Mal de Arquivo, Jacques Derrida

No ano de 2001, com uma linguagem muito próxima de seu leitor, Jacques Derrida publica a

obra Mal de Arquivo: uma impressão freudiana, trazendo à discussão, o conceito de

“arquivo”. O que é um arquivo? O que arquivamos? A tecnologia pelo qual arquivamos,

interfere no arquivo? Derrida acredita que sim. Apresentando a obra como um ensaio,

Derrida (2001, p. 07, grifo do autor) a inicia com uma indagação (aliás, seu texto é sempre
nutrido de indagações): “Por que relembrar hoje um conceito de arquivo?”. O autor fala-nos

que tal obra irá assinalar “discretamente o horizonte desta questão”.

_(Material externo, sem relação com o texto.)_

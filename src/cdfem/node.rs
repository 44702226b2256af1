//! Arena of decomposition nodes.
//!
//! Every node of a decomposition generation lives in one [`NodeArena`] and is
//! referred to by its [`NodeIdx`]. Mesh nodes wrap an existing mesh entity;
//! every other node is defined by its parents and weights and gets a mesh
//! entity only when the mesh is modified.
//!
//! The arena memoizes edge nodes by their (sorted) parent pair and face/
//! interior child nodes by their sorted parent set, so asking twice for the
//! node between the same parents returns the same index. The caches are
//! explicit and are dropped with [`InvalidateCache::invalidate_cache`] when
//! the generation is cleared.

use crate::cdfem::sync::{NodeScore, NodeSign};
use crate::geometry::metrics::weighted_point;
use crate::topology::cache::InvalidateCache;
use crate::topology::point::EntityId;
use hashbrown::HashMap;
use std::collections::BTreeSet;

/// Index of a node in its [`NodeArena`].
#[derive(Copy, Clone, Debug, PartialEq, Eq, Hash, PartialOrd, Ord)]
pub struct NodeIdx(u32);

impl NodeIdx {
    #[inline]
    pub fn index(self) -> usize {
        self.0 as usize
    }
}

/// How a node was created.
#[derive(Clone, Debug, PartialEq)]
pub enum NodeKind {
    /// Node of the background mesh.
    Mesh,
    /// Intersection on the segment between two nodes, `position` measured
    /// from the first parent.
    Edge { parents: [NodeIdx; 2], position: f64 },
    /// Midside node of a quadratic subelement edge.
    MidSide { parents: [NodeIdx; 2] },
    /// Node on a face, or at an interface meeting point on a face.
    Child { parents: Vec<NodeIdx>, weights: Vec<f64> },
    /// Interior point of an element; never shared between elements.
    Steiner { parents: Vec<NodeIdx>, weights: Vec<f64> },
}

impl NodeKind {
    pub fn parents(&self) -> &[NodeIdx] {
        match self {
            NodeKind::Mesh => &[],
            NodeKind::Edge { parents, .. } | NodeKind::MidSide { parents } => parents,
            NodeKind::Child { parents, .. } | NodeKind::Steiner { parents, .. } => parents,
        }
    }

    pub fn weights(&self) -> Vec<f64> {
        match self {
            NodeKind::Mesh => Vec::new(),
            NodeKind::Edge { position, .. } => vec![1.0 - position, *position],
            NodeKind::MidSide { .. } => vec![0.5, 0.5],
            NodeKind::Child { weights, .. } | NodeKind::Steiner { weights, .. } => weights.clone(),
        }
    }

    pub fn is_mesh_node(&self) -> bool {
        matches!(self, NodeKind::Mesh)
    }

    /// Whether the node can be rebuilt from the parent ids stored on its
    /// entity after a restart.
    pub fn is_restorable(&self) -> bool {
        matches!(self, NodeKind::Edge { .. })
    }
}

#[derive(Clone, Debug)]
pub struct SubElementNode {
    pub kind: NodeKind,
    pub coords: [f64; 3],
    /// Mesh entity, once one exists.
    pub entity: Option<EntityId>,
    /// Sign with respect to the interface being processed.
    pub sign: Option<NodeSign>,
    /// How well a cut through this node avoids slivers.
    pub score: Option<NodeScore>,
    /// Level sets whose interfaces were snapped onto this node.
    pub captured_domains: BTreeSet<u32>,
    /// Whether the node's fields were already prolonged.
    pub prolonged: bool,
}

impl SubElementNode {
    fn new(kind: NodeKind, coords: [f64; 3], entity: Option<EntityId>) -> Self {
        Self {
            kind,
            coords,
            entity,
            sign: None,
            score: None,
            captured_domains: BTreeSet::new(),
            prolonged: false,
        }
    }

    pub fn is_mesh_node(&self) -> bool {
        self.kind.is_mesh_node()
    }
}

fn sorted_pair(a: NodeIdx, b: NodeIdx) -> [NodeIdx; 2] {
    if a <= b { [a, b] } else { [b, a] }
}

#[derive(Clone, Debug, Default)]
pub struct NodeArena {
    nodes: Vec<SubElementNode>,
    mesh_nodes: HashMap<EntityId, NodeIdx>,
    edge_nodes: HashMap<[NodeIdx; 2], NodeIdx>,
    child_nodes: HashMap<Vec<NodeIdx>, NodeIdx>,
    midside_nodes: HashMap<[NodeIdx; 2], NodeIdx>,
}

impl NodeArena {
    pub fn new() -> Self {
        Self::default()
    }

    pub fn len(&self) -> usize {
        self.nodes.len()
    }

    pub fn is_empty(&self) -> bool {
        self.nodes.is_empty()
    }

    #[inline]
    pub fn get(&self, idx: NodeIdx) -> &SubElementNode {
        &self.nodes[idx.index()]
    }

    #[inline]
    pub fn get_mut(&mut self, idx: NodeIdx) -> &mut SubElementNode {
        &mut self.nodes[idx.index()]
    }

    pub fn iter(&self) -> impl Iterator<Item = (NodeIdx, &SubElementNode)> {
        self.nodes.iter().enumerate().map(|(i, n)| (NodeIdx(i as u32), n))
    }

    pub fn indices(&self) -> impl Iterator<Item = NodeIdx> {
        (0..self.nodes.len() as u32).map(NodeIdx)
    }

    fn push(&mut self, node: SubElementNode) -> NodeIdx {
        let idx = NodeIdx(self.nodes.len() as u32);
        self.nodes.push(node);
        idx
    }

    pub fn mesh_node(&self, entity: EntityId) -> Option<NodeIdx> {
        self.mesh_nodes.get(&entity).copied()
    }

    /// Arena node of a mesh entity, created on first use.
    pub fn add_mesh_node(&mut self, entity: EntityId, coords: [f64; 3]) -> NodeIdx {
        if let Some(&idx) = self.mesh_nodes.get(&entity) {
            return idx;
        }
        let idx = self.push(SubElementNode::new(NodeKind::Mesh, coords, Some(entity)));
        self.mesh_nodes.insert(entity, idx);
        idx
    }

    /// Existing edge node between `a` and `b`, in either order.
    pub fn edge_child(&self, a: NodeIdx, b: NodeIdx) -> Option<NodeIdx> {
        self.edge_nodes.get(&sorted_pair(a, b)).copied()
    }

    /// Existing quadratic midside node between `a` and `b`.
    pub fn midside_child(&self, a: NodeIdx, b: NodeIdx) -> Option<NodeIdx> {
        self.midside_nodes.get(&sorted_pair(a, b)).copied()
    }

    /// Existing face or interior child of exactly `parents`.
    pub fn child_of(&self, parents: &[NodeIdx]) -> Option<NodeIdx> {
        let mut key = parents.to_vec();
        key.sort_unstable();
        self.child_nodes.get(&key).copied()
    }

    /// Intersection node on the segment `a -> b` at `position` from `a`.
    ///
    /// Parents are stored in canonical order (by ancestry key), so the node
    /// is identical whichever element creates it first.
    pub fn create_edge_node(&mut self, a: NodeIdx, b: NodeIdx, position: f64) -> NodeIdx {
        if let Some(idx) = self.edge_child(a, b) {
            return idx;
        }
        let (parents, position) = if self.ancestry_key(a) <= self.ancestry_key(b) {
            ([a, b], position)
        } else {
            ([b, a], 1.0 - position)
        };
        let coords = weighted_point(
            &[self.get(parents[0]).coords, self.get(parents[1]).coords],
            &[1.0 - position, position],
        );
        let idx = self.push(SubElementNode::new(NodeKind::Edge { parents, position }, coords, None));
        self.edge_nodes.insert(sorted_pair(a, b), idx);
        idx
    }

    /// Midside node of the quadratic edge `a - b`. `entity` is the midside
    /// node already present in the mesh, if any.
    pub fn create_midside_node(&mut self, a: NodeIdx, b: NodeIdx, entity: Option<EntityId>) -> NodeIdx {
        let key = sorted_pair(a, b);
        if let Some(&idx) = self.midside_nodes.get(&key) {
            if entity.is_some() && self.get(idx).entity.is_none() {
                self.get_mut(idx).entity = entity;
            }
            return idx;
        }
        let parents = if self.ancestry_key(a) <= self.ancestry_key(b) { [a, b] } else { [b, a] };
        let coords = weighted_point(&[self.get(a).coords, self.get(b).coords], &[0.5, 0.5]);
        let idx = self.push(SubElementNode::new(NodeKind::MidSide { parents }, coords, entity));
        self.midside_nodes.insert(key, idx);
        idx
    }

    /// Child node of a face (or of three or more nodes in general), shared
    /// between the elements containing those parents.
    pub fn create_child_node(&mut self, parents: &[NodeIdx], weights: &[f64]) -> NodeIdx {
        if let Some(idx) = self.child_of(parents) {
            return idx;
        }
        let mut pairs: Vec<(Vec<u64>, NodeIdx, f64)> = parents
            .iter()
            .zip(weights)
            .map(|(&p, &w)| (self.ancestry_key(p), p, w))
            .collect();
        pairs.sort_by(|x, y| x.0.cmp(&y.0));
        let parents: Vec<NodeIdx> = pairs.iter().map(|p| p.1).collect();
        let weights: Vec<f64> = pairs.iter().map(|p| p.2).collect();
        let coords = self.weighted_coords(&parents, &weights);
        let mut key = parents.clone();
        key.sort_unstable();
        let idx = self.push(SubElementNode::new(NodeKind::Child { parents, weights }, coords, None));
        self.child_nodes.insert(key, idx);
        idx
    }

    /// Interior node of one element. Never memoized.
    pub fn create_steiner_node(&mut self, parents: &[NodeIdx], weights: &[f64]) -> NodeIdx {
        let coords = self.weighted_coords(parents, weights);
        self.push(SubElementNode::new(
            NodeKind::Steiner {
                parents: parents.to_vec(),
                weights: weights.to_vec(),
            },
            coords,
            None,
        ))
    }

    fn weighted_coords(&self, parents: &[NodeIdx], weights: &[f64]) -> [f64; 3] {
        let pts: Vec<[f64; 3]> = parents.iter().map(|&p| self.get(p).coords).collect();
        weighted_point(&pts, weights)
    }

    /// The node as a weighted combination of mesh nodes, one entry per mesh
    /// node, sorted by id.
    pub fn stencil(&self, idx: NodeIdx) -> Vec<(EntityId, f64)> {
        let mut acc: Vec<(EntityId, f64)> = Vec::new();
        self.accumulate_stencil(idx, 1.0, &mut acc);
        acc.sort_by_key(|e| e.0);
        let mut merged: Vec<(EntityId, f64)> = Vec::with_capacity(acc.len());
        for (id, w) in acc {
            match merged.last_mut() {
                Some(last) if last.0 == id => last.1 += w,
                _ => merged.push((id, w)),
            }
        }
        merged
    }

    fn accumulate_stencil(&self, idx: NodeIdx, weight: f64, out: &mut Vec<(EntityId, f64)>) {
        let node = self.get(idx);
        match (&node.kind, node.entity) {
            (NodeKind::Mesh, Some(id)) => out.push((id, weight)),
            (kind, _) => {
                for (&p, w) in kind.parents().iter().zip(kind.weights()) {
                    self.accumulate_stencil(p, weight * w, out);
                }
            }
        }
    }

    /// Canonical key of the node's ancestry: `[id]` for a mesh node, or
    /// `[0, nparents]` followed by the keys of the parents. Weights are left
    /// out so the key is exact on every rank.
    pub fn ancestry_key(&self, idx: NodeIdx) -> Vec<u64> {
        let mut key = Vec::new();
        self.append_ancestry_key(idx, &mut key);
        key
    }

    fn append_ancestry_key(&self, idx: NodeIdx, key: &mut Vec<u64>) {
        let node = self.get(idx);
        match (&node.kind, node.entity) {
            (NodeKind::Mesh, Some(id)) => key.push(id.get()),
            (kind, _) => {
                let parents = kind.parents();
                // Midside nodes carry a marker so they never collide with an
                // edge node of the same parents.
                key.push(if matches!(kind, NodeKind::MidSide { .. }) { u64::MAX } else { 0 });
                key.push(parents.len() as u64);
                for &p in parents {
                    self.append_ancestry_key(p, key);
                }
            }
        }
    }

    /// Mesh nodes the node ultimately derives from.
    pub fn leaf_mesh_nodes(&self, idx: NodeIdx) -> BTreeSet<EntityId> {
        self.stencil(idx).into_iter().map(|(id, _)| id).collect()
    }

    /// Forget signs and scores before the next interface.
    pub fn clear_signs_and_scores(&mut self) {
        for n in &mut self.nodes {
            n.sign = None;
            n.score = None;
        }
    }

    pub fn clear_prolongation_state(&mut self) {
        for n in &mut self.nodes {
            n.prolonged = false;
        }
    }

    pub fn clear(&mut self) {
        self.nodes.clear();
        self.invalidate_cache();
    }
}

impl InvalidateCache for NodeArena {
    fn invalidate_cache(&mut self) {
        self.mesh_nodes.clear();
        self.edge_nodes.clear();
        self.child_nodes.clear();
        self.midside_nodes.clear();
    }
}

#[cfg(test)]
mod tests {
    use super::*;

    fn id(raw: u64) -> EntityId {
        EntityId::new(raw).unwrap()
    }

    #[test]
    fn edge_nodes_are_memoized_in_either_order() {
        let mut arena = NodeArena::new();
        let a = arena.add_mesh_node(id(7), [0.0, 0.0, 0.0]);
        let b = arena.add_mesh_node(id(3), [1.0, 0.0, 0.0]);
        let m = arena.create_edge_node(a, b, 0.25);
        assert_eq!(arena.create_edge_node(b, a, 0.75), m);
        assert_eq!(arena.edge_child(b, a), Some(m));
        // Parents are stored lowest ancestry key first.
        match &arena.get(m).kind {
            NodeKind::Edge { parents, position } => {
                assert_eq!(*parents, [b, a]);
                assert!((position - 0.75).abs() < 1e-15);
            }
            other => panic!("unexpected kind {other:?}"),
        }
        assert!((arena.get(m).coords[0] - 0.25).abs() < 1e-15);
        assert_eq!(arena.ancestry_key(m), vec![0, 2, 3, 7]);
    }

    #[test]
    fn stencil_of_nested_children() {
        let mut arena = NodeArena::new();
        let a = arena.add_mesh_node(id(1), [0.0; 3]);
        let b = arena.add_mesh_node(id(2), [1.0, 0.0, 0.0]);
        let c = arena.add_mesh_node(id(3), [0.0, 1.0, 0.0]);
        let ab = arena.create_edge_node(a, b, 0.5);
        let f = arena.create_child_node(&[ab, c], &[0.5, 0.5]);
        let s = arena.stencil(f);
        assert_eq!(s, vec![(id(1), 0.25), (id(2), 0.25), (id(3), 0.5)]);
        assert_eq!(arena.child_of(&[c, ab]), Some(f));
        assert_eq!(arena.leaf_mesh_nodes(f), BTreeSet::from([id(1), id(2), id(3)]));
    }

    #[test]
    fn steiner_nodes_are_never_shared() {
        let mut arena = NodeArena::new();
        let p: Vec<NodeIdx> = (1..=3).map(|i| arena.add_mesh_node(id(i), [i as f64, 0.0, 0.0])).collect();
        let w = [1.0 / 3.0; 3];
        let s1 = arena.create_steiner_node(&p, &w);
        let s2 = arena.create_steiner_node(&p, &w);
        assert_ne!(s1, s2);
        assert!(!arena.get(s1).kind.is_restorable());
    }

    #[test]
    fn midside_keys_differ_from_edge_keys() {
        let mut arena = NodeArena::new();
        let a = arena.add_mesh_node(id(1), [0.0; 3]);
        let b = arena.add_mesh_node(id(2), [2.0, 0.0, 0.0]);
        let e = arena.create_edge_node(a, b, 0.5);
        let m = arena.create_midside_node(a, b, None);
        assert_ne!(e, m);
        assert_ne!(arena.ancestry_key(e), arena.ancestry_key(m));
        assert_eq!(arena.create_midside_node(b, a, Some(id(9))), m);
        assert_eq!(arena.get(m).entity, Some(id(9)));
    }

    #[test]
    fn invalidated_caches_forget_nodes() {
        let mut arena = NodeArena::new();
        let a = arena.add_mesh_node(id(1), [0.0; 3]);
        let b = arena.add_mesh_node(id(2), [1.0, 0.0, 0.0]);
        arena.create_edge_node(a, b, 0.5);
        arena.clear();
        assert!(arena.is_empty());
        assert_eq!(arena.mesh_node(id(1)), None);
    }
}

Derrida (2001, p. 07-08, grifo do autor), inicialmente, distingue o “arquivo” de acordo com

seus sentidos, relacionando o termo com a memória, a origem, o arcaico, o arqueológico. Ou

seja, o arquivo relacionado a um “lugar de autoridade”. Para o autor, neste contexto se

enlaçam dois fios condutores: a psicanálise e a comunicação. A psicanálise aborda a

“estocagem de ‘impressões’”, bem como a censura e o recalcamento. Para Derrida (2001, p.

08), a “instituição do projeto da psicanálise” pertence “a um momento na história da técnica

e sobretudo aos dispositivos ou aos ritmos daquilo que chamamos confusamente de

‘comunicação’”. O autor indaga-se de como será o futuro da psicanálise, na era do correio

eletrônico. Como falar de “comunicação de arquivos”, sem falar dos arquivos dos meios de

comunicação? O que ele afirma, é que, “não há arquivo sem o espaço instituído de um lugar

de impressão”, ou seja, um suporte externo, tanto material quanto virtual. Então, o nosso

corpo pode ser um arquivo, como por exemplo, uma circuncisão?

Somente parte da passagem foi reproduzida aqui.